1Learning Outcomes¶
Know that the RISC-V 32I ISA specifies 32 32-bit-wide registers. Of these, the zero register
x0is hardwired to zero.Compare and constrast assembly and higher-level languages.
🎥 Lecture Video
2Defining the RISC-V Instruction Set¶
The instruction set for a particular architecture (e.g. RISC-V) defines the set of instructions we can use in assembly language for that architecture.
Each line of assembly code represents one instruction for the computer. In RISC-V, an assembly instruction has an operation name (opname) and operands that specify source and destination registers, values, memory locations, other instructions, etc.

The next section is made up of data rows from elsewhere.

use glam::Vec3;

use crate::{
    error::ConfigError,
    material::Material,
    math::{float::fract_floor, point::Point, vec::Vec3AsNonZero},
    ray::Ray,
};

use super::{IntersectionResult, RayIntersection, Shape};

/// An infinite plane going through `origin`, tangent to `u` and `v`.
///
/// The plane is striped: a point whose coordinates `(x, y)` in the `(u, v)` frame have
/// a fractional part below `band_width` gets `band_material`, every other point gets `main_material`.
#[derive(Debug, Clone)]
pub struct PeriodicPlane {
    pub origin: Point,
    pub u: Vec3,
    pub v: Vec3,
    pub main_material: Material,
    pub band_material: Material,
    pub band_width: f32,
    normal: Vec3,
}

impl PeriodicPlane {
    pub fn new(
        origin: Point,
        u: Vec3,
        v: Vec3,
        main_material: Material,
        band_material: Material,
        band_width: f32,
    ) -> Result<Self, ConfigError> {
        let normal = u
            .cross(v)
            .into_non_zero(1e-6)
            .ok_or(ConfigError::DegeneratePlane)?
            .normalize();
        Ok(Self {
            origin,
            u,
            v,
            main_material,
            band_material,
            band_width,
            normal,
        })
    }

    /// Coordinates `(x, y)` such that `p = origin + x * u + y * v`, for `p` on the plane
    pub fn coordinates(&self, p: Point) -> (f32, f32) {
        let w = p - self.origin;
        let (uu, uv, vv) = (self.u.dot(self.u), self.u.dot(self.v), self.v.dot(self.v));
        let (wu, wv) = (w.dot(self.u), w.dot(self.v));
        // u and v are not colinear, thus the determinant is not 0
        let det = uu * vv - uv * uv;
        ((wu * vv - wv * uv) / det, (wv * uu - wu * uv) / det)
    }
}

impl Shape for PeriodicPlane {
    fn intersect(&self, ray: &Ray) -> IntersectionResult {
        let height = (ray.origin - self.origin).dot(self.normal);
        let speed = ray.direction.dot(self.normal);

        // Parallel to the plane
        if speed.abs() < 1e-6 {
            return IntersectionResult::miss(height.abs());
        }

        let t = -height / speed;
        if t < 0.0 {
            return IntersectionResult::miss(height.abs());
        }

        IntersectionResult::Intersection(RayIntersection {
            t,
            pos: ray.at(t),
        })
    }

    fn normal(&self, _p: Point) -> Vec3 {
        self.normal
    }

    fn material(&self, p: Point) -> Material {
        let (x, y) = self.coordinates(p);
        if fract_floor(x) < self.band_width || fract_floor(y) < self.band_width {
            self.band_material
        } else {
            self.main_material
        }
    }
}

add x1 x2 x3This instruction is the add operation. When executed, the processor will add the values of registers x2 and x3 together and store the result in register x1. We discuss this convention and many more instructions in the next few lectures!
3RV32I Registers¶
The RISC-V ISA specifies 32 registers.
3.1Register size¶
Remember a concept we discussed earlier in the course: the hardware word. Word size also determines register size. In the RV32I ISA, the word size is 32 bits, meaning that each RV32I register is 32 bits wide.

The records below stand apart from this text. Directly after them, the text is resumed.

use std::ops::{Add, AddAssign, Mul, MulAssign};

/// A linear RGB color. Channels are non-negative but not bounded,
/// clamping to the displayable range only happens when writing pixels.
#[derive(Debug, Clone, Copy, PartialEq, Default)]
pub struct Rgb(pub [f32; 3]);

impl Rgb {
    pub const fn from_array(arr: [f32; 3]) -> Self {
        Self(arr)
    }

    pub const fn to_array(self) -> [f32; 3] {
        self.0
    }

    pub const fn gray(c: f32) -> Self {
        Self([c, c, c])
    }

    /// Largest channel
    pub fn max(self) -> f32 {
        self.0[0].max(self.0[1]).max(self.0[2])
    }

    /// Caps every channel to `[0, 1]`
    pub fn clamp(self) -> Self {
        Self(self.0.map(|c| c.clamp(0.0, 1.0)))
    }

    pub fn lerp(self, other: Self, t: f32) -> Self {
        (1.0 - t) * self + t * other
    }
}

impl Add for Rgb {
    type Output = Self;

    fn add(self, rhs: Self) -> Self::Output {
        Self::from_array([
            self.0[0] + rhs.0[0],
            self.0[1] + rhs.0[1],
            self.0[2] + rhs.0[2],
        ])
    }
}

impl AddAssign for Rgb {
    fn add_assign(&mut self, rhs: Self) {
        *self = *self + rhs;
    }
}

/// Component-wise product, used for absorption
impl Mul for Rgb {
    type Output = Self;

    fn mul(self, rhs: Self) -> Self::Output {
        Self::from_array([
            self.0[0] * rhs.0[0],
            self.0[1] * rhs.0[1],
            self.0[2] * rhs.0[2],
        ])
    }
}

impl MulAssign for Rgb {
    fn mul_assign(&mut self, rhs: Self) {
        *self = *self * rhs;
    }
}

impl Mul<f32> for Rgb {
    type Output = Self;

    fn mul(self, rhs: f32) -> Self::Output {
        Self(self.0.map(|c| c * rhs))
    }
}

impl Mul<Rgb> for f32 {
    type Output = Rgb;

    fn mul(self, rhs: Rgb) -> Self::Output {
        rhs * self
    }
}

impl From<[f32; 3]> for Rgb {
    fn from(val: [f32; 3]) -> Self {
        Rgb::from_array(val)
    }
}

impl From<Rgb> for image::Rgb<f32> {
    fn from(val: Rgb) -> Self {
        image::Rgb(val.to_array())
    }
}

pub const WHITE: Rgb = Rgb::from_array([1.0, 1.0, 1.0]);
pub const BLACK: Rgb = Rgb::from_array([0.0, 0.0, 0.0]);
pub const RED: Rgb = Rgb::from_array([1.0, 0.0, 0.0]);
pub const GREEN: Rgb = Rgb::from_array([0.0, 1.0, 0.0]);
pub const BLUE: Rgb = Rgb::from_array([0.0, 0.0, 1.0]);

#[cfg(test)]
mod tests {
    use rand::Rng;

    use super::{Rgb, BLACK, WHITE};

    #[test]
    fn arithmetic() {
        let a = Rgb::from_array([0.1, 0.2, 0.3]);
        let b = Rgb::from_array([1.0, 2.0, 3.0]);

        assert_eq!(a + b, Rgb::from_array([1.1, 2.2, 3.3]));
        assert_eq!(b * Rgb::gray(0.5), Rgb::from_array([0.5, 1.0, 1.5]));
        assert_eq!(2.0 * b, Rgb::from_array([2.0, 4.0, 6.0]));
        assert_eq!(b.max(), 3.0);
        assert_eq!(BLACK.lerp(WHITE, 0.25), Rgb::gray(0.25));
    }

    #[test]
    fn clamp_caps_channels() {
        let c = Rgb::from_array([-0.5, 0.5, 7.0]);
        assert_eq!(c.clamp(), Rgb::from_array([0.0, 0.5, 1.0]));
    }

    #[test]
    fn clamp_is_idempotent() {
        let mut rng = rand::thread_rng();
        for _ in 0..1000 {
            let c = Rgb::from_array([
                rng.gen_range(-2.0..4.0),
                rng.gen_range(-2.0..4.0),
                rng.gen_range(-2.0..4.0),
            ]);
            assert_eq!(c.clamp().clamp(), c.clamp());

            let displayable = Rgb::from_array([rng.gen(), rng.gen(), rng.gen()]);
            assert_eq!(displayable.clamp(), displayable);
        }
    }
}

3.2Register names and numbers¶
Unlike high-level languages like C or Java, there are no variables in assembly. Instead, to operate on data, assembly instructions use register names or register numbers.
In RV32I, registers are numbered from 0 to 31. To refer to a register by number, an assembly instruction can specify x0, x1, ..., x31. Registers can also be referred to by names. These register names are specified by the ISA and facilitate conventions when writing assembly. We discuss more later.
3.2.1The Zero Register¶
For now, we define one very important register: register x0, which has register name zero. This special zero register is hardwired to zero, and you cannot change its value. Contrary to intuition, it is extremely helpful to have a register-sized representation of zero handy for a multitude of operations. The RISC-V architects thought so too, and were willing to sacrifice one fewer data register in order to specify zero directly on the processor.
4Assembly Language vs. Higher-Level Language¶
You may find this section more helpful after you see some examples of assembly in our next section.
The compiler translates from higher-level languages like C and Java down to assembly, so RISC-V instructions are often closely related to common higher-level language operations. However, higher-level languages abstract away components of the architecture. Table 1 notes the key differences.
Table 1:Higher-level Languages vs. Assembly
| Point | C, Java | RISC-V |
|---|---|---|
| 1 | Variables must be declared and typed. | Register contents are just bits. |
| 2 | Variable types determine operation. | Operations determine how to use register contents. |
| 3 | Each operator can denote multiple operations. | Operation names and operation are one-to-one. |
| 4 | Each statement can contain multiple operations. | Each line is a single instruction. |
Point 1. In C (and most high-level languages), we declare variables of a specific type; these names can ONLY represent a value of the type it was declared as. By contrast, registers have no type, nor are they declared. They are simply storage containers–a small set of special data locations built directly into the processor hardware. In RV32, registers store 32 bits.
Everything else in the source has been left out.